Billionaire media magnate Ken Thomson dead at 82

Billionaire Ken Thomson, Canada’s richest person whose worldwide business empire once included the Canadian newspaper chain founded by his father, has died at age 82, the Globe and Mail reported today.

Billionaire media magnate Ken Thomson dead at 82

Billionaire Ken Thomson, Canada’s richest person whose worldwide business empire once included the Canadian newspaper chain founded by his father, has died at age 82, the Globe and Mail reported today.

Thomson, who owned about 70% of the Thomson Corp, ranked ninth on the Forbes magazine list of the world’s wealthiest individuals, with an estimated fortune of $19.6bn .

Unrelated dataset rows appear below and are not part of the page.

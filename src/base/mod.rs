//! Implements the base structures for building a groundwater flow grid

mod config;
mod constants;
mod enums;
mod model_extent;
mod samples;
mod schematization;
mod zone;
pub use crate::base::config::*;
pub use crate::base::constants::*;
pub use crate::base::enums::*;
pub use crate::base::model_extent::*;
pub use crate::base::samples::*;
pub use crate::base::schematization::*;
pub use crate::base::zone::*;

Thomson became chairman of the global information group after the death of his father, Roy, in 1976, and turned the chairmanship over to his son, David, in 2002. He remained on the board of Thomson Corp. and headed the Woodbridge Co., his family’s private investment company.

His vast and varied international holdings once included the Times of London and North Sea oilfields.

Under his watch, Thomson Corp. shed most of its newspapers in the 1990s as it converted itself into a highly-profitable online data provider.

North Sea oil revenues enabled Thomson to buy 76% of Hudson’s Bay Co. in 1979 and, a year later, FP Publications – parent of the Toronto Globe and Mail and several mid-sized papers.

Until the purchase of the Globe, which styles itself Canada’s national newspaper, Thomson’s Canadian dailies had been in small communities. Today, Bell Globemedia, which Thomson formed with BCE Inc., owns the Globe and CTV Inc., a Canadian television network.

Author Peter Newman, who interviewed the billionaire for a 1991 book, found Thomson did not take pleasure in his career.

“That’s the strange part of it,” Newman wrote in Merchant Princes. “He’s not a very happy man. He doesn’t enjoy life, with the exception of his art.” And that he loved.

His Canadian collection alone was appraised at $18m (€14.3m). Thomson owned more than 200 paintings by Dutch-Canadian artist Cornelius Krieghoff.

Few had a chance to spot the canvases – Thomson and his wife, Marilyn, rarely entertained at their 23-room mansion in an exclusive Toronto neighbourhood. Visitors to his 25th-floor office were routinely screened ahead of time.

Thomson adored his outgoing and colourful father, who became a British peer and, on his death in 1976, passed to his son the title Lord Thomson of Fleet.

Kenneth Thomson did not use his title in Canada and never took up his seat in the British House of Lords.

In a 1980 interview, Thomson said: “I lead a schizophrenic existence almost to a humorous extent. In London, I’m Lord Thomson, in Toronto I’m Ken.”

“I’m honouring a promise to my father by being Lord Thomson and at the same time I can just be Ken.”

Unlike his father, who craved recognition for scrabbling his way up from nothing, Thomson seemed determined to play down his wealth and stay out of the public eye.